A section of the Uhuru road under construction. Source: Facebook
The closure will allow roadworks to take place safely outside of peak traffic hours.
KeNHA further said that motorists heading towards Westlands will have to use the opposite side of the road and share the carriageway with those heading towards Mombasa Road.
In addition, KeNHA stated that traffic marshals will be present to guide motorists. Temporary road signs will also be placed to alert road users of detours and other changes.
Drivers were advised to follow the detour provided by KeNHA on their social media platforms and use alternate routes where possible.

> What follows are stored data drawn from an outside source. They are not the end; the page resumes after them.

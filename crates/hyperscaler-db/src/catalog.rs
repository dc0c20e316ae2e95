// Copyright 2026 Phillip Cloud
// Licensed under the Apache License, Version 2.0

use crate::validation::validate_catalog;
use anyhow::{Context, Result};
use hyperscaler_app::Catalog;
use log::{info, warn};
use std::fs;
use std::path::Path;

pub const BUNDLED_CATALOG: &str = include_str!("data/services.json");

pub fn bundled_catalog() -> Result<Catalog> {
    Catalog::from_json(BUNDLED_CATALOG).context("decode bundled service catalog")
}

pub fn load_catalog_file(path: &Path) -> Result<Catalog> {
    let raw = fs::read_to_string(path).with_context(|| {
        format!(
            "read service catalog {}; fix [data] path or pass --dataset with a readable JSON file",
            path.display()
        )
    })?;
    Catalog::from_json(&raw)
        .with_context(|| format!("service catalog {} is not a valid JSON array", path.display()))
}

/// Loads the catalog from `path` when given, otherwise the bundled copy.
/// Data-quality findings are logged as warnings and never fail the load.
pub fn load_catalog(path: Option<&Path>) -> Result<Catalog> {
    let catalog = match path {
        Some(path) => load_catalog_file(path)?,
        None => bundled_catalog()?,
    };

    let source = path.map_or_else(|| "bundled".to_owned(), |path| path.display().to_string());
    info!("loaded {} services from {source} catalog", catalog.len());
    for issue in validate_catalog(&catalog) {
        warn!("{source} catalog: {issue}");
    }
    Ok(catalog)
}

#[cfg(test)]
mod tests {
    use super::{bundled_catalog, load_catalog, load_catalog_file};
    use crate::validate_catalog;
    use anyhow::Result;
    use hyperscaler_app::{Language, Provider, category_options};
    use hyperscaler_testkit::{CatalogFaker, write_dataset};
    use std::fs;

    #[test]
    fn bundled_catalog_is_clean_and_bilingual() -> Result<()> {
        let catalog = bundled_catalog()?;
        assert!(catalog.len() >= 50);
        assert!(validate_catalog(&catalog).is_empty());

        let s3 = catalog
            .records()
            .iter()
            .find(|record| record.provider(Provider::Aws).name == "S3")
            .ok_or_else(|| anyhow::anyhow!("S3 missing from bundled catalog"))?;
        assert_eq!(s3.category_label(Language::Es), "Almacenamiento");
        assert_eq!(s3.provider(Provider::Cloudflare).name, "R2");

        let en = category_options(catalog.records(), Language::En);
        let es = category_options(catalog.records(), Language::Es);
        assert_eq!(en.len(), es.len());
        Ok(())
    }

    #[test]
    fn file_catalog_overrides_bundled() -> Result<()> {
        let dir = tempfile::tempdir()?;
        let path = dir.path().join("services.json");
        fs::write(
            &path,
            r#"[{"category":"compute","categoryName":{"en":"Compute"},"aws":"EC2","azure":"VMs","gcp":"GCE","oracle":"OCI","cloudflare":"Workers","description":{"en":"Servers"}}]"#,
        )?;

        let catalog = load_catalog(Some(&path))?;
        assert_eq!(catalog.len(), 1);
        assert_eq!(catalog.records()[0].category_label(Language::Es), "Compute");
        Ok(())
    }

    #[test]
    fn generated_dataset_loads_unchanged() -> Result<()> {
        let dir = tempfile::tempdir()?;
        let catalog = CatalogFaker::new(21).catalog(30);
        let path = write_dataset(dir.path(), &catalog)?;

        let loaded = load_catalog(Some(&path))?;
        assert_eq!(loaded, catalog);
        assert!(validate_catalog(&loaded).is_empty());
        Ok(())
    }

    #[test]
    fn unreadable_or_invalid_file_is_an_error() -> Result<()> {
        let dir = tempfile::tempdir()?;
        let missing = dir.path().join("missing.json");
        let err = load_catalog_file(&missing).expect_err("missing file should fail");
        assert!(err.to_string().contains("--dataset"));

        let invalid = dir.path().join("invalid.json");
        fs::write(&invalid, r#"{"not": "an array"}"#)?;
        let err = load_catalog_file(&invalid).expect_err("object should fail");
        assert!(err.to_string().contains("not a valid JSON array"));
        Ok(())
    }
}
// Copyright 2026 Phillip Cloud
// Licensed under the Apache License, Version 2.0

use unicode_normalization::UnicodeNormalization;

const COMBINING_MARKS: std::ops::RangeInclusive<char> = '\u{0300}'..='\u{036F}';

/// Lower-cases, decomposes (NFD) and drops combining diacritical marks, so
/// "Café" and "cafe" compare equal.
pub fn normalize(input: &str) -> String {
    input
        .to_lowercase()
        .nfd()
        .filter(|c| !COMBINING_MARKS.contains(c))
        .collect()
}

/// Absent input normalizes to the empty string.
pub fn normalize_opt(input: Option<&str>) -> String {
    input.map(normalize).unwrap_or_default()
}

“Traffic heading towards Westlands will be diverted to the opposite side of the road and will share the carriageway with traffic heading towards Mombasa Road,” said KeNHA Managing Director Kung ‘u Ndung’u.
The Uhuru Expressway renovation comes amid a report contested by senators after it was learned that the tax payer will shell out Ksh 9 billion to repair Mombasa Road, Uhuru Highway and Waiyaki Way.
Transport Cabinet Secretary James Macharia has announced that the contractor will get Ksh 9 billion for the rehabilitation and improvement of roads after they were destroyed during the construction of the Nairobi Expressway.
The senators demanded that the Expressway’s contractor – China Road and Bridge Construction Company – bear the cost of road rehabilitation.
Cars in traffic along the Uhuru Expressway, Nairobi
They argued that the contractor was responsible for the damage to the old Mombasa road and that the government should ensure that they take full responsibility.
According to the lawmakers, shifting the cost of the road reconstruction to Kenyans was a waste of public funds since the contractor was already paid to build the highway.